Not new to awards, Shiladitya has won the Shakuntala Amir
Chand Prize for excellence in Medical Research from the Indian
Council of Medical Research (ICMR) and the Geeta Mital Gold
Medal from AIIMS. He has also received the Amanda Stavely
Prize in the Cambridge University 50K entrepreneurship competition.

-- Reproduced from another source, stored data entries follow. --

//! # agricheck-core
//!
//! Pure logic for the Agricheck inspection-checklist generator - THE LOGIC.
//!
//! The binary fetches one flat result set describing the whole inspection
//! taxonomy. This crate turns that result set into a hierarchy and answers
//! every question the selector and the checklist ask of it.
//!
//! ## Pipeline
//!
//! ```text
//! SPARQL JSON ──▶ sparql::rows_from_results ──▶ materializer::materialize ──▶ NodeMap
//!                                                                              │
//!          ┌──────────────────────────┬───────────────────────┬───────────────┤
//!          ▼                          ▼                       ▼               ▼
//!   hierarchy::build_tree    selection::Selection    collector::collect   checklist::build
//!   hierarchy::search_tree   compressor::compress
//! ```
//!
//! ## Architectural Constraints
//!
//! - NO async, NO network, NO logging dependencies
//! - A `NodeMap` is an immutable snapshot; nothing mutates it after
//!   materialization
//! - Unresolvable references are skipped, never errors

// =============================================================================
// MODULES
// =============================================================================

pub mod checklist;
pub mod collector;
pub mod compressor;
pub mod hierarchy;
pub mod materializer;
pub mod primitives;
pub mod selection;
pub mod sparql;
pub mod types;

// =============================================================================
// RE-EXPORTS: Core Types (from types module)
// =============================================================================

pub use types::{AgricheckError, COLLECTION_MARKER, Node, NodeId, NodeKind, NodeMap, Row};

// =============================================================================
// RE-EXPORTS: Transforms
// =============================================================================

pub use checklist::{Checklist, ChecklistItem, Section, build_checklist};
pub use collector::{collect_all, collect_inspection_points};
pub use compressor::{compress, has_selected_ancestor};
pub use hierarchy::{SearchHits, TreeNode, breadcrumbs, build_tree, roots, search_tree};
pub use materializer::{Materializer, materialize};
pub use selection::{Selection, encode_groups, parse_groups_param, parse_groups_query};
pub use sparql::{SparqlResults, hierarchy_query, rows_from_results};

/// Parse a SPARQL JSON document and materialize it in one step.
pub fn snapshot_from_results(results: &SparqlResults) -> Result<NodeMap, AgricheckError> {
    materialize(&rows_from_results(results))
}
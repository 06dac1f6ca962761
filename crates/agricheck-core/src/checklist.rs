//! # Checklist Module
//!
//! Assembles the printable checklist for a list of selected groups.
//!
//! Output is raw structure only: numbered sections in document order, each
//! with its resolvable inspection points. Formatting lives in the binary.
//!
//! ## Numbering
//!
//! The i-th requested group is section `i`; the j-th listed sub-group of
//! section `n` is `n.j`. Unknown ids and non-Collection ids are skipped but
//! keep their position, so a link always numbers a group the same way.

use crate::primitives::MAX_HEADING_LEVEL;
use crate::{Node, NodeId, NodeMap};
use serde::{Deserialize, Serialize};

/// One tickable line of the checklist.
#[derive(Debug, Clone, PartialEq, Eq, Serialize, Deserialize)]
pub struct ChecklistItem {
    pub id: NodeId,
    pub label: String,
    pub comment: Option<String>,
}

/// One collection heading with its own inspection points.
#[derive(Debug, Clone, PartialEq, Eq, Serialize, Deserialize)]
pub struct Section {
    pub id: NodeId,
    /// Hierarchical section number, e.g. `[2, 1]` for "2.1".
    pub number: Vec<usize>,
    pub title: String,
    pub comment: Option<String>,
    pub items: Vec<ChecklistItem>,
}

impl Section {
    /// Dotted section number, e.g. `2.1`.
    #[must_use]
    pub fn number_label(&self) -> String {
        self.number
            .iter()
            .map(ToString::to_string)
            .collect::<Vec<_>>()
            .join(".")
    }

    /// Nesting depth, 1 for a selected group.
    #[must_use]
    pub fn depth(&self) -> usize {
        self.number.len()
    }

    /// HTML heading level, capped at `h6`.
    #[must_use]
    pub fn heading_level(&self) -> usize {
        self.depth().clamp(1, MAX_HEADING_LEVEL)
    }
}

/// A fully assembled checklist.
#[derive(Debug, Clone, Default, PartialEq, Eq, Serialize, Deserialize)]
pub struct Checklist {
    pub sections: Vec<Section>,
    /// Requested groups that were not present as Collections.
    pub missing: Vec<NodeId>,
}

impl Checklist {
    #[must_use]
    pub fn is_empty(&self) -> bool {
        self.sections.is_empty()
    }

    /// Total number of tickable items.
    #[must_use]
    pub fn item_count(&self) -> usize {
        self.sections.iter().map(|s| s.items.len()).sum()
    }
}

fn item_for(id: &NodeId, nodes: &NodeMap) -> Option<ChecklistItem> {
    nodes.get(id).map(|ip| ChecklistItem {
        id: id.clone(),
        label: ip.display_label().to_string(),
        comment: ip.comment.clone(),
    })
}

fn push_section<'a>(
    node: &'a Node,
    number: Vec<usize>,
    nodes: &'a NodeMap,
    path: &mut Vec<&'a NodeId>,
    out: &mut Vec<Section>,
) {
    out.push(Section {
        id: node.id.clone(),
        number: number.clone(),
        title: node.display_label().to_string(),
        comment: node.comment.clone(),
        items: node
            .inspection_points
            .iter()
            .filter_map(|id| item_for(id, nodes))
            .collect(),
    });

    path.push(&node.id);
    for (position, id) in node.sub_groups.iter().enumerate() {
        let Some(child) = nodes.get(id) else {
            continue;
        };
        if !child.is_collection() || path.contains(&&child.id) {
            continue;
        }
        let mut child_number = number.clone();
        child_number.push(position + 1);
        push_section(child, child_number, nodes, path, out);
    }
    path.pop();
}

/// Build the checklist for `groups`, in the given order.
#[must_use]
pub fn build_checklist(groups: &[NodeId], nodes: &NodeMap) -> Checklist {
    let mut checklist = Checklist::default();

    for (position, id) in groups.iter().enumerate() {
        match nodes.get(id).filter(|n| n.is_collection()) {
            Some(node) => {
                push_section(
                    node,
                    vec![position + 1],
                    nodes,
                    &mut Vec::new(),
                    &mut checklist.sections,
                );
            }
            None => checklist.missing.push(id.clone()),
        }
    }

    checklist
}

// =============================================================================
// TESTS
// =============================================================================
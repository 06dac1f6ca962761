//! # Configuration
//!
//! Layered configuration: built-in defaults, then an optional TOML file,
//! then environment variables, then CLI flags (applied by the caller).
//!
//! ## File
//!
//! ```toml
//! endpoint = "https://lindas.admin.ch/query"
//! base_iri = "https://agriculture.ld.admin.ch/inspection/"
//! language = "de"
//! timeout_secs = 30
//!
//! [server]
//! host = "127.0.0.1"
//! port = 8080
//! ```
//!
//! ## Environment Variables
//!
//! - `AGRICHECK_ENDPOINT`: SPARQL endpoint URL
//! - `AGRICHECK_BASE_IRI`: namespace used to rebuild ids from slugs
//! - `AGRICHECK_LANG`: language tag for labels and comments

use agricheck_core::{
    AgricheckError,
    primitives::{DEFAULT_BASE_IRI, DEFAULT_ENDPOINT, DEFAULT_LANGUAGE},
    sparql::validate_language,
};
use serde::{Deserialize, Serialize};
use std::path::Path;

/// File picked up from the working directory when `--config` is not given.
pub const DEFAULT_CONFIG_FILE: &str = "agricheck.toml";

/// Maximum accepted config file size (1 MB).
const MAX_CONFIG_FILE_SIZE: u64 = 1024 * 1024;

// =============================================================================
// CONFIG STRUCTURES
// =============================================================================

/// HTTP server bind settings.
#[derive(Debug, Clone, PartialEq, Eq, Serialize, Deserialize)]
#[serde(default)]
pub struct ServerConfig {
    pub host: String,
    pub port: u16,
}

impl Default for ServerConfig {
    fn default() -> Self {
        Self {
            host: "127.0.0.1".to_string(),
            port: 8080,
        }
    }
}

/// Application configuration.
#[derive(Debug, Clone, PartialEq, Eq, Serialize, Deserialize)]
#[serde(default)]
pub struct AppConfig {
    pub endpoint: String,
    pub base_iri: String,
    pub language: String,
    pub timeout_secs: u64,
    pub server: ServerConfig,
}

impl Default for AppConfig {
    fn default() -> Self {
        Self {
            endpoint: DEFAULT_ENDPOINT.to_string(),
            base_iri: DEFAULT_BASE_IRI.to_string(),
            language: DEFAULT_LANGUAGE.to_string(),
            timeout_secs: 30,
            server: ServerConfig::default(),
        }
    }
}

impl AppConfig {
    /// Parse a TOML document; absent keys keep their defaults.
    pub fn from_toml_str(s: &str) -> Result<Self, AgricheckError> {
        toml::from_str(s).map_err(|e| AgricheckError::ConfigError(e.to_string()))
    }

    /// Read and parse a TOML file.
    pub fn from_file(path: &Path) -> Result<Self, AgricheckError> {
        let metadata = std::fs::metadata(path).map_err(|e| {
            AgricheckError::ConfigError(format!("Cannot read '{}': {}", path.display(), e))
        })?;
        if metadata.len() > MAX_CONFIG_FILE_SIZE {
            return Err(AgricheckError::ConfigError(format!(
                "Config file '{}' exceeds {} bytes",
                path.display(),
                MAX_CONFIG_FILE_SIZE
            )));
        }
        let text = std::fs::read_to_string(path).map_err(|e| {
            AgricheckError::ConfigError(format!("Cannot read '{}': {}", path.display(), e))
        })?;
        Self::from_toml_str(&text)
    }

    /// Read the file layer and apply overrides from `lookup`.
    ///
    /// An explicit `path` must exist. Without one, `agricheck.toml` in the
    /// working directory is used if present. The result is not validated;
    /// callers merge their own flags first and then call [`validate`].
    ///
    /// [`validate`]: AppConfig::validate
    pub fn read(
        path: Option<&Path>,
        lookup: impl Fn(&str) -> Option<String>,
    ) -> Result<Self, AgricheckError> {
        let mut config = match path {
            Some(p) => Self::from_file(p)?,
            None if Path::new(DEFAULT_CONFIG_FILE).is_file() => {
                Self::from_file(Path::new(DEFAULT_CONFIG_FILE))?
            }
            None => Self::default(),
        };
        config.apply_overrides(lookup);
        Ok(config)
    }

    /// Apply `AGRICHECK_*` overrides from the given lookup.
    pub fn apply_overrides(&mut self, lookup: impl Fn(&str) -> Option<String>) {
        let non_empty = |key: &str| lookup(key).filter(|v| !v.trim().is_empty());
        if let Some(endpoint) = non_empty("AGRICHECK_ENDPOINT") {
            self.endpoint = endpoint;
        }
        if let Some(base) = non_empty("AGRICHECK_BASE_IRI") {
            self.base_iri = base;
        }
        if let Some(lang) = non_empty("AGRICHECK_LANG") {
            self.language = lang;
        }
    }

    /// Reject settings that would produce broken queries or links.
    pub fn validate(&self) -> Result<(), AgricheckError> {
        if !(self.endpoint.starts_with("http://") || self.endpoint.starts_with("https://")) {
            return Err(AgricheckError::ConfigError(format!(
                "endpoint must be an http(s) URL, got {:?}",
                self.endpoint
            )));
        }
        if self.base_iri.is_empty() {
            return Err(AgricheckError::ConfigError(
                "base_iri must not be empty".to_string(),
            ));
        }
        if self.timeout_secs == 0 {
            return Err(AgricheckError::ConfigError(
                "timeout_secs must be positive".to_string(),
            ));
        }
        validate_language(&self.language)
    }
}

// =============================================================================
// TESTS
// =============================================================================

It was at Trinity (he also met his wife Shivani here) that
he started working in the field of angiogenesis. After joining
MIT as a postdoctoral associate, he started working on a problem
that had plagued this field -- how to deliver chemotherapy
after the blood vessels to the tumor have been cut off. As
the Technology Review magazine says, his biggest discovery,
that of the 'nanocell', is a nanoscale drug delivery device
to treat cancer.
Recently, he joined the Harvard Medical School, Brigham and
Women's Hospital as an Assistant Professor of medicine and
the Harvard-MIT Division of Health Sciences and Technology
Shiladitya says, "Getting the TR35 Innovator award was
a privilege
However, I take pride in the fact that a
significant per cent of the winners were Indians, which reflects
the innovative and entrepreneurial spirit within us as a nation."